The next Democratic presidents, John F. Kennedy and Lyndon B. Johnson, were afraid of appearing weak—both to Communists abroad and Republicans at home. It would be going too far to say that the disaster of Vietnam was the consequence of their obsession with being "tough," although that obsession probably did contribute to an inadequate scrutiny of the war’s underlying assumptions. But we should not forget that Kennedy and Johnson, like Truman before them, explicitly linked their foreign policy agenda with a progressive New Deal–inspired vision of domestic society. They understood themselves to be in competition with Soviet communism, and that they had to prove—rather than just assert— the superiority of Western democracy. Products of this understanding included the Marshall Plan, the Peace Corps, the race to the moon and, in large measure, domestic civil rights legislation—which was passed over many Republican objections and which constituted the third act (after the Revolutionary War and the American Civil War) of the American revolution.

During the 2000 presidential campaign, Al Gore and Joe Lieberman largely ignored defense policy and allowed the inexperienced Bush to be the one to propose innovative defense reforms and to argue for the need for a military buildup. They thus conceded what, as longstanding proponents of strong defense policies, should have been their natural advantage, and allowed Bush to make great headway with accusations that the Clinton administration had allowed U.S. military capabilities to erode.

Gore and Lieberman could have under-scored how well the U.S. military had actually performed recently in the Balkans (zero deaths in combat, as well as in the end a decisive victory) and in the skies over Iraq since the end of the Gulf War. They could have pointed out how rigorously the armed forces were trained and prepared for battle (comparable in nearly every way to the Reagan-Bush glory days), and how experienced and educated U.S. troops were. They could have acknowledged the strains in civil-military relations during the 1990s (in part a function of such issues as gays in the military and Clinton’s lack of military service) yet described the reforms that had been made. They could have reminded voters how the military had kept the peace over the previous eight years, from Korea to the Taiwan Strait to the Persian Gulf. In fact, the deep cuts in U.S. forces in the 1990s represented the most successful military retrenchment in the nation’s history, and Democrats should have made political hay —or at least a good political defense—out of that fact. If the Bush administration is right that the U.S. forces that performed brilliantly in Afghanistan and are now poised for a decisive victory in Iraq are the most powerful and efficient in history, credit must be given in no small part to the policies of the Clinton administration.

A Democratic Vision

Instead of conceding the issue of national security to Republicans or offering up only jealous and reflexive criticism, Democrats need to put forward their own vision and show themselves willing and able to do whatever it takes to protect American lives and interests. Bill Clinton was absolutely right to declare that "when people are [feeling] insecure, they’d rather have somebody who is strong and wrong...than somebody who is weak and right." Of course, Americans will respond most enthusiastically to the party that promises to keep America strong and right.

This calls for a willingness to spend money on defense and use force when necessary.

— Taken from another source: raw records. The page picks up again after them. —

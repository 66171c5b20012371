//! Core `Responder` trait and `HttpResponder` implementation.
//!
//! `HttpResponder` posts `{ "prompt": "..." }` to any endpoint that answers
//! `{ "text": "..." }`. All connection details come from [`ResponseConfig`];
//! nothing is hardcoded.

use async_trait::async_trait;
use serde::Deserialize;
use thiserror::Error;

use crate::config::ResponseConfig;

// ---------------------------------------------------------------------------
// RespondError
// ---------------------------------------------------------------------------

/// Errors that can occur while generating a response.
#[derive(Debug, Error)]
pub enum RespondError {
    /// HTTP transport or connection error.
    #[error("HTTP request failed: {0}")]
    Request(String),

    /// The request did not complete within the configured timeout.
    #[error("response request timed out")]
    Timeout,

    /// The endpoint answered with a non-success status.
    #[error("response endpoint returned {code}: {body}")]
    Status { code: u16, body: String },

    /// The HTTP response could not be parsed as expected JSON.
    #[error("failed to parse generation response: {0}")]
    Parse(String),
}

impl From<reqwest::Error> for RespondError {
    fn from(e: reqwest::Error) -> Self {
        if e.is_timeout() {
            RespondError::Timeout
        } else {
            RespondError::Request(e.to_string())
        }
    }
}

// ---------------------------------------------------------------------------
// Responder trait
// ---------------------------------------------------------------------------

/// Async trait for response generation.
///
/// Implementors must be `Send + Sync` so they can be shared across tasks
/// (e.g. wrapped in `Arc<dyn Responder>`).
#[async_trait]
pub trait Responder: Send + Sync {
    /// Generate a reply for `prompt`. The prompt is forwarded unchanged.
    async fn respond(&self, prompt: &str) -> Result<String, RespondError>;
}

// ---------------------------------------------------------------------------
// HttpResponder
// ---------------------------------------------------------------------------

/// Expected JSON shape of the generation endpoint's answer.
#[derive(Deserialize)]
struct GenerationResponse {
    text: String,
}

/// Posts prompts to a remote generation endpoint as JSON.
pub struct HttpResponder {
    client: reqwest::Client,
    config: ResponseConfig,
}

impl HttpResponder {
    /// Build an `HttpResponder` from application config.
    ///
    /// The HTTP client is pre-configured with the per-request timeout from
    /// `config.timeout_secs`. A default (no-timeout) client is used as a
    /// last-resort fallback if the builder fails (should never happen in
    /// practice).
    pub fn from_config(config: &ResponseConfig) -> Self {
        let client = reqwest::Client::builder()
            .timeout(std::time::Duration::from_secs(config.timeout_secs))
            .build()
            .unwrap_or_else(|_| reqwest::Client::new());

        Self {
            client,
            config: config.clone(),
        }
    }
}

#[async_trait]
impl Responder for HttpResponder {
    /// Send `prompt` to the configured endpoint and return the generated text.
    ///
    /// The `Authorization: Bearer …` header is attached **only** when
    /// `config.api_key` is `Some(key)` and `key` is non-empty — safe for
    /// local backends that require no authentication.
    async fn respond(&self, prompt: &str) -> Result<String, RespondError> {
        log::debug!("respond: prompt = {:?}", prompt);

        let body = serde_json::json!({ "prompt": prompt });

        let mut req = self.client.post(&self.config.url).json(&body);

        // Attach Authorization header only when api_key is a non-empty string.
        let key = self.config.api_key.as_deref().unwrap_or("");
        if !key.is_empty() {
            req = req.bearer_auth(key);
        }

        let response = req.send().await?;

        let status = response.status();
        if !status.is_success() {
            let body = response.text().await.unwrap_or_default();
            return Err(RespondError::Status {
                code: status.as_u16(),
                body,
            });
        }

        let parsed: GenerationResponse = response
            .json()
            .await
            .map_err(|e| RespondError::Parse(e.to_string()))?;

        log::debug!("respond: reply = {:?}", parsed.text);
        Ok(parsed.text)
    }
}

// ---------------------------------------------------------------------------
// Tests
// ---------------------------------------------------------------------------

#[cfg(test)]
mod tests {
    use super::*;

    fn make_config(api_key: Option<&str>) -> ResponseConfig {
        ResponseConfig {
            url: "http://localhost:3000/api/chatgpt".into(),
            api_key: api_key.map(|s| s.to_string()),
            timeout_secs: 10,
        }
    }

    #[test]
    fn from_config_builds_without_panic() {
        let config = make_config(None);
        let _responder = HttpResponder::from_config(&config);
    }

    #[test]
    fn from_config_accepts_real_api_key() {
        let config = make_config(Some("sk-test-1234"));
        let _responder = HttpResponder::from_config(&config);
    }

    /// Verify that `HttpResponder` is object-safe (usable as `dyn Responder`).
    #[test]
    fn responder_is_object_safe() {
        let config = make_config(None);
        let responder: Box<dyn Responder> = Box::new(HttpResponder::from_config(&config));
        drop(responder);
    }

    #[test]
    fn generation_response_parses_expected_shape() {
        let parsed: GenerationResponse =
            serde_json::from_str(r#"{ "text": "Hi there" }"#).unwrap();
        assert_eq!(parsed.text, "Hi there");
    }

    #[test]
    fn request_body_shape() {
        let body = serde_json::json!({ "prompt": "Hello" });
        assert_eq!(body.to_string(), r#"{"prompt":"Hello"}"#);
    }
}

But it also means striving to live in a world where America is liked and respected, not only feared. It means that a resolute determination to fight the war on terrorism, by military means if necessary, has to be coupled with a generous vision of global society and America’s role in it. September 11 revealed the security implications of global inequality, not because all the hijackers were poor—they weren’t—or because poverty and inequality automatically lead to terrorism—they don’t. But it is clear that the social and economic backwardness of much of the Islamic world today has something to do with the extreme version of Islam that has emerged in parts of it, and also that such backwardness provides fertile recruiting grounds for religious extremists. Moreover, terrorists often find refuge and sources of revenue in failed states, which tend to be found in those parts of the world where health care, education, and economic development are lacking.

A more generous and compelling vision of global society is also the necessary moral glue for an effective alliance of democracies. Again, the Democrats have everything to gain—both domestically and internationally— from a progressive vision that includes humanitarian intervention against genocidal violence; family planning; effective cooperation against global warming and other environmental scourges; an active policy to combat AIDS, which will likely kill far more people than terrorism and war in the coming years; generous foreign aid and progressively freer trade in textiles, agriculture, and other goods produced by poor nations; and robust international institutions. In many cases, the United States and its allies need new ways of thinking about how to pursue these goals. For example, humanitarian intervention in Africa would be a natural mission for the European Union’s planned Rapid Reaction Force; African militaries could be trained and equipped for the task as well. But the main point is that Democrats have every reason to associate themselves with a traditionally liberal pursuit of global progress.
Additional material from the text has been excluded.